2020 ESA Annual Meeting (August 3 - 6)

PS 46 Abstract - Weak interactions stabilize strong interactions: An experimental test of food web theory

Clara A. Woodie and Kurt Anderson, Department of Evolution, Ecology and Organismal Biology, University of California, Riverside, Riverside, CA
Background/Question/Methods

Ever since the theoretical work of May (1972) that showed highly complex food webs to be unstable, ecologists have been motivated to determine which food web components most affect its stability and how. Theoretical work since May has revealed two main points: the types of species interactions and the strengths of these interactions greatly affect food web stability. Theoretical evidence suggests that complex food webs are stable when the majority of interaction strengths are skewed weak, especially in the case of omnivory. Furthermore, theory predicts that weak interactions can even stabilize strong negative interactions by dampening their oscillatory population dynamics. To help bridge this gap between theory and empiricism, we experimentally tested the long-term stabilizing effect of weak interactions coupled with strong interactions in a system with two omnivorous predators, two prey, and a basal resource.
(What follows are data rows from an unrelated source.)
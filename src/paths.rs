//! Path normalisation.
//!
//! Paths end up inside manifest values (`file:<path>/<package>`), so they are
//! made absolute, cleaned of `.`/`..` and written with forward slashes on
//! every platform.

use crate::error::Result;
use std::path::{Component, Path, PathBuf};

/// Makes `path` absolute and lexically resolves `.` and `..` components.
///
/// Symlinks are not followed and the path does not need to exist.
pub fn normalize(path: &Path) -> Result<PathBuf> {
    let absolute = std::path::absolute(path)?;

    let mut cleaned = PathBuf::new();
    for component in absolute.components() {
        match component {
            Component::CurDir => {}
            Component::ParentDir => {
                cleaned.pop();
            }
            other => cleaned.push(other.as_os_str()),
        }
    }

    Ok(cleaned)
}

/// Renders `path` with `/` separators.
pub fn to_forward_slashes(path: &Path) -> String {
    path.to_string_lossy().replace('\\', "/")
}
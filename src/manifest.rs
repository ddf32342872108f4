//! Manifest location.
//!
//! The project argument is either a project root containing a `Packages`
//! folder, or a direct path to a `.json` manifest file.

use crate::error::{PatchError, Result};
use crate::paths;
use std::path::{Path, PathBuf};

/// Folder under a project root that holds the package manifest.
pub const PACKAGES_DIR: &str = "Packages";

/// Manifest file name inside [`PACKAGES_DIR`].
pub const MANIFEST_FILE: &str = "manifest.json";

/// How the manifest was located.
#[derive(Debug, Clone, Copy, PartialEq, Eq)]
pub enum ManifestSource {
    /// Found as `Packages/manifest.json` under a project root.
    Project,
    /// Supplied directly as a `.json` file.
    File,
}

/// A resolved manifest path.
#[derive(Debug, Clone, PartialEq, Eq)]
pub struct ManifestLocation {
    pub path: PathBuf,
    pub source: ManifestSource,
}

impl ManifestLocation {
    /// Forward-slash rendering of the manifest path.
    pub fn display(&self) -> String {
        paths::to_forward_slashes(&self.path)
    }
}

/// Resolves the manifest for a project root or a direct manifest file path.
///
/// # Errors
///
/// - `ManifestNotFound`: `project` is a directory without `Packages/manifest.json`,
///   or is neither a directory nor an existing `.json` file
/// - `Io`: the current directory cannot be determined for a relative path
pub fn resolve_manifest_path(project: &Path) -> Result<ManifestLocation> {
    let project = paths::normalize(project)?;

    if project.is_dir() {
        let packages = project.join(PACKAGES_DIR);
        if !packages.is_dir() {
            log::debug!("No {} folder in {}", PACKAGES_DIR, project.display());
            return Err(PatchError::ManifestNotFound(project));
        }

        let path = packages.join(MANIFEST_FILE);
        if !path.is_file() {
            return Err(PatchError::ManifestNotFound(path));
        }

        return Ok(ManifestLocation {
            path,
            source: ManifestSource::Project,
        });
    }

    if project.is_file() && paths::to_forward_slashes(&project).ends_with(".json") {
        return Ok(ManifestLocation {
            path: project,
            source: ManifestSource::File,
        });
    }

    Err(PatchError::ManifestNotFound(project))
}
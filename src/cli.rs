use crate::command::patch::PatchArgs;
use crate::error::{PatchError, Result};
use clap::Parser;
use clap::error::ErrorKind;
use std::ffi::OsString;

#[derive(Parser, Debug)]
#[command(
    name = "add-urp",
    version,
    about = "Point the render-pipeline packages of a project at a local graphics repository"
)]
pub struct Cli {
    #[command(flatten)]
    pub args: PatchArgs,
}

impl Cli {
    /// Parses command-line arguments.
    ///
    /// `--help` and `--version` print and exit. Any other parse failure is
    /// returned as `InvalidArguments` with the first line of clap's message.
    pub fn parse_args<I, T>(args: I) -> Result<Self>
    where
        I: IntoIterator<Item = T>,
        T: Into<OsString> + Clone,
    {
        match Self::try_parse_from(args) {
            Ok(cli) => Ok(cli),
            Err(e) if matches!(e.kind(), ErrorKind::DisplayHelp | ErrorKind::DisplayVersion) => {
                e.exit()
            }
            Err(e) => {
                let rendered = e.to_string();
                let first_line = rendered.lines().next().unwrap_or_default();
                Err(PatchError::InvalidArguments(
                    first_line.trim_start_matches("error: ").to_string(),
                ))
            }
        }
    }
}
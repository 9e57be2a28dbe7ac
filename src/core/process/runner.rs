// nuke-launcher: Nuke / Hiero engine launcher
//
// SPDX-FileCopyrightText: 2026 Romeo Ahmed
// SPDX-License-Identifier: GPL-3.0-or-later

//! Process execution.
//!
//! ```text
//! run()                    spawn_detached()
//!   |                            |
//!   v                            v
//! build_command()          build_command()
//! args, env, stdio        stdio -> null unless inherited
//!   |                            |
//!   v                            v
//! spawn + wait_with_output  spawn, return pid
//!   |
//!   v
//! validate exit_code (skip if ALLOW_FAILURE)
//!   |
//!   v
//! ProcessOutput { exit_code, stdout, stderr }
//! ```

use crate::error::{LauncherResult, ProcessError};
use std::fmt::Write as _;
use std::process::Stdio;
use tokio::process::Command;
use tracing::{debug, error, trace};

use super::builder::{ProcessBuilder, ProcessFlags, ProcessOutput, StreamFlags};

impl ProcessBuilder {
    /// Returns the display name for this process.
    fn display_name(&self) -> String {
        self.name_override().map_or_else(
            || {
                self.program().file_stem().map_or_else(
                    || "process".to_string(),
                    |s| s.to_string_lossy().into_owned(),
                )
            },
            String::from,
        )
    }

    /// Returns the full command line as a string (for logging).
    pub(crate) fn command_line(&self) -> String {
        let mut cmd = format!("{}", self.program().display());
        for arg in self.args_slice() {
            if arg.contains(' ') {
                let _ = write!(cmd, " \"{arg}\"");
            } else {
                let _ = write!(cmd, " {arg}");
            }
        }
        cmd
    }

    /// Spawns the process and waits for it to finish.
    ///
    /// # Errors
    ///
    /// Returns an error if:
    /// - Spawning the child process fails.
    /// - The process exits with a non-zero code (and `ALLOW_FAILURE` is not set).
    /// - The process is terminated by a signal.
    pub async fn run(self) -> LauncherResult<ProcessOutput> {
        let name = self.display_name();
        let cmd_line = self.command_line();

        debug!(cmd = %cmd_line, "exec");

        let mut command = self.build_command();
        let child = command.spawn().map_err(|source| ProcessError::SpawnFailed {
            command: cmd_line.clone(),
            source,
        })?;
        trace!(process = %name, pid = ?child.id(), "spawned");

        let output = child
            .wait_with_output()
            .await
            .map_err(|source| ProcessError::SpawnFailed {
                command: cmd_line.clone(),
                source,
            })?;

        let Some(exit_code) = output.status.code() else {
            return Err(ProcessError::Terminated { command: name }.into());
        };
        let output = ProcessOutput::new(
            exit_code,
            String::from_utf8_lossy(&output.stdout).into_owned(),
            String::from_utf8_lossy(&output.stderr).into_owned(),
        );

        if exit_code != 0 && !self.process_flags().contains(ProcessFlags::ALLOW_FAILURE) {
            if !output.stderr().is_empty() {
                error!(process = %name, stderr = %output.stderr(), "process error output");
            }
            return Err(ProcessError::NonZeroExit {
                command: name,
                code: exit_code,
            }
            .into());
        }

        trace!(process = %name, exit_code, "completed");
        Ok(output)
    }

    /// Spawns the process without waiting for it.
    ///
    /// Captured streams are not available for detached processes and are
    /// discarded.
    ///
    /// # Errors
    ///
    /// Returns a `ProcessError::SpawnFailed` if the child cannot be started.
    pub fn spawn_detached(self) -> LauncherResult<Option<u32>> {
        let name = self.display_name();
        let cmd_line = self.command_line();
        debug!(cmd = %cmd_line, "exec (detached)");

        let mut command = self.build_command();
        command.kill_on_drop(false);
        if !self.stdout_flags().contains(StreamFlags::INHERIT) {
            command.stdout(Stdio::null());
        }
        if !self.stderr_flags().contains(StreamFlags::INHERIT) {
            command.stderr(Stdio::null());
        }

        let child = command.spawn().map_err(|source| ProcessError::SpawnFailed {
            command: cmd_line,
            source,
        })?;
        let pid = child.id();
        trace!(process = %name, pid = ?pid, "detached");
        Ok(pid)
    }

    fn build_command(&self) -> Command {
        let mut command = Command::new(self.program());
        command.args(self.args_slice());

        if let Some(env) = self.environment() {
            command.env_clear();
            command.envs(env.iter());
        }

        command.stdin(Stdio::null());
        command.stdout(Self::stdio_from_flags(self.stdout_flags()));
        command.stderr(Self::stdio_from_flags(self.stderr_flags()));
        command.kill_on_drop(true);

        command
    }

    fn stdio_from_flags(flags: StreamFlags) -> Stdio {
        if flags.contains(StreamFlags::INHERIT) {
            Stdio::inherit()
        } else if flags.contains(StreamFlags::BIT_BUCKET) {
            Stdio::null()
        } else {
            Stdio::piped()
        }
    }
}
// nuke-launcher: Nuke / Hiero engine launcher
//
// SPDX-FileCopyrightText: 2026 Romeo Ahmed
// SPDX-License-Identifier: GPL-3.0-or-later

//! Prepare and launch commands.
//!
//! ```text
//! prepare: EngineLauncher::prepare_launch --> stdout (env lines | json)
//! launch:  EngineLauncher::prepare_launch
//!            --> snapshot + launch environment
//!            --> ProcessBuilder (which, inherit stdio)
//!            --> run().await | spawn_detached()
//! ```

use anyhow::Context;
use tracing::info;

use crate::cli::launch::{LaunchArgs, PrepareArgs, PrepareFormat};
use crate::config::Config;
use crate::core::process::builder::ProcessBuilder;
use crate::error::Result;
use crate::launcher::{EngineLauncher, LaunchInformation, create_engine_launcher};

/// Renders `info` in the requested output format.
///
/// # Errors
///
/// Returns an error if JSON serialization fails.
pub fn render_launch_information(info: &LaunchInformation, format: PrepareFormat) -> Result<String> {
    match format {
        PrepareFormat::Env => Ok(info
            .environment
            .iter()
            .map(|(key, value)| format!("{key}={value}"))
            .collect::<Vec<_>>()
            .join("\n")),
        PrepareFormat::Json => {
            serde_json::to_string_pretty(info).context("failed to serialize launch information")
        }
    }
}

/// Main handler for the prepare command.
///
/// # Errors
///
/// Returns an error if a requested version is invalid or the output cannot
/// be rendered.
pub fn run_prepare_command(args: &PrepareArgs, config: &Config) -> Result<()> {
    let launcher =
        create_engine_launcher(config, &config.engine.name, args.versions.as_slice())?;
    let info = launcher.prepare_launch(
        &args.executable,
        args.args.iter().cloned(),
        args.file.as_deref(),
    );
    println!("{}", render_launch_information(&info, args.format)?);
    Ok(())
}

/// Builds the child process for `info`.
///
/// The child gets the launcher's environment snapshot with the launch
/// environment layered on top; nothing else is inherited.
///
/// # Errors
///
/// Returns an error if the executable cannot be found on `PATH`.
pub fn launch_process(launcher: &EngineLauncher, info: &LaunchInformation) -> Result<ProcessBuilder> {
    let mut env = launcher.environment().clone();
    env.overlay(&info.environment);

    Ok(ProcessBuilder::which(&info.path)?.args(&info.args).env(env))
}

/// Main handler for the launch command.
///
/// # Errors
///
/// Returns an error if the executable cannot be found or started, or if it
/// exits unsuccessfully when not detached.
pub async fn run_launch_command(args: &LaunchArgs, config: &Config) -> Result<()> {
    let launcher = create_engine_launcher::<&str>(config, &config.engine.name, &[])?;
    let info = launcher.prepare_launch(
        &args.executable,
        args.args.iter().cloned(),
        args.file.as_deref(),
    );

    let process = launch_process(&launcher, &info)?.inherit_stdio();

    if args.detach {
        let pid = process
            .spawn_detached()
            .with_context(|| format!("failed to start {}", info.path.display()))?;
        info!(exe = %info.path.display(), pid = ?pid, "started detached");
        if let Some(pid) = pid {
            println!("{pid}");
        }
    } else {
        process
            .run()
            .await
            .with_context(|| format!("{} did not complete", info.path.display()))?;
    }
    Ok(())
}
Using a protist microcosm system, we assembled a food web of four protist species and three bacterial species encompassing three trophic levels. We crossed 13 food web configurations with three productivity levels and replicated each treatment four times. Lastly, we quantified the protist species’ dynamics over the course of 90 days, encompassing between 90 and 270 generations depending on the species’ life history traits.

Results/Conclusions

We show that the coupling of strong interactions with weak interactions stabilizes food web dynamics and that this result holds true across a productivity gradient. Strong interactions typically cause complex oscillatory population dynamics which often lead to the extinction of one or more species. Weak interactions, however, transfer energy away from the strong interaction and act to dampen these unstable dynamics. Our results show that strong pairwise interactions, in which the predator drives the prey extinct, are stabilized by weak pairwise interactions, in which the predator coexists with the prey. The result of coupling these interactions leads to coexistence between the predator and both prey, as predicted by theory. Furthermore, these effects are consistent across a productivity level, indicated by time of persistence, which has yet to be shown to our knowledge. A challenging yet exciting avenue for ecologists is trying to capture the complexity of the natural world in mathematical models that are also empirically relevant. The results presented here show that even the simplest of theories can predict the behavior of a real biological system.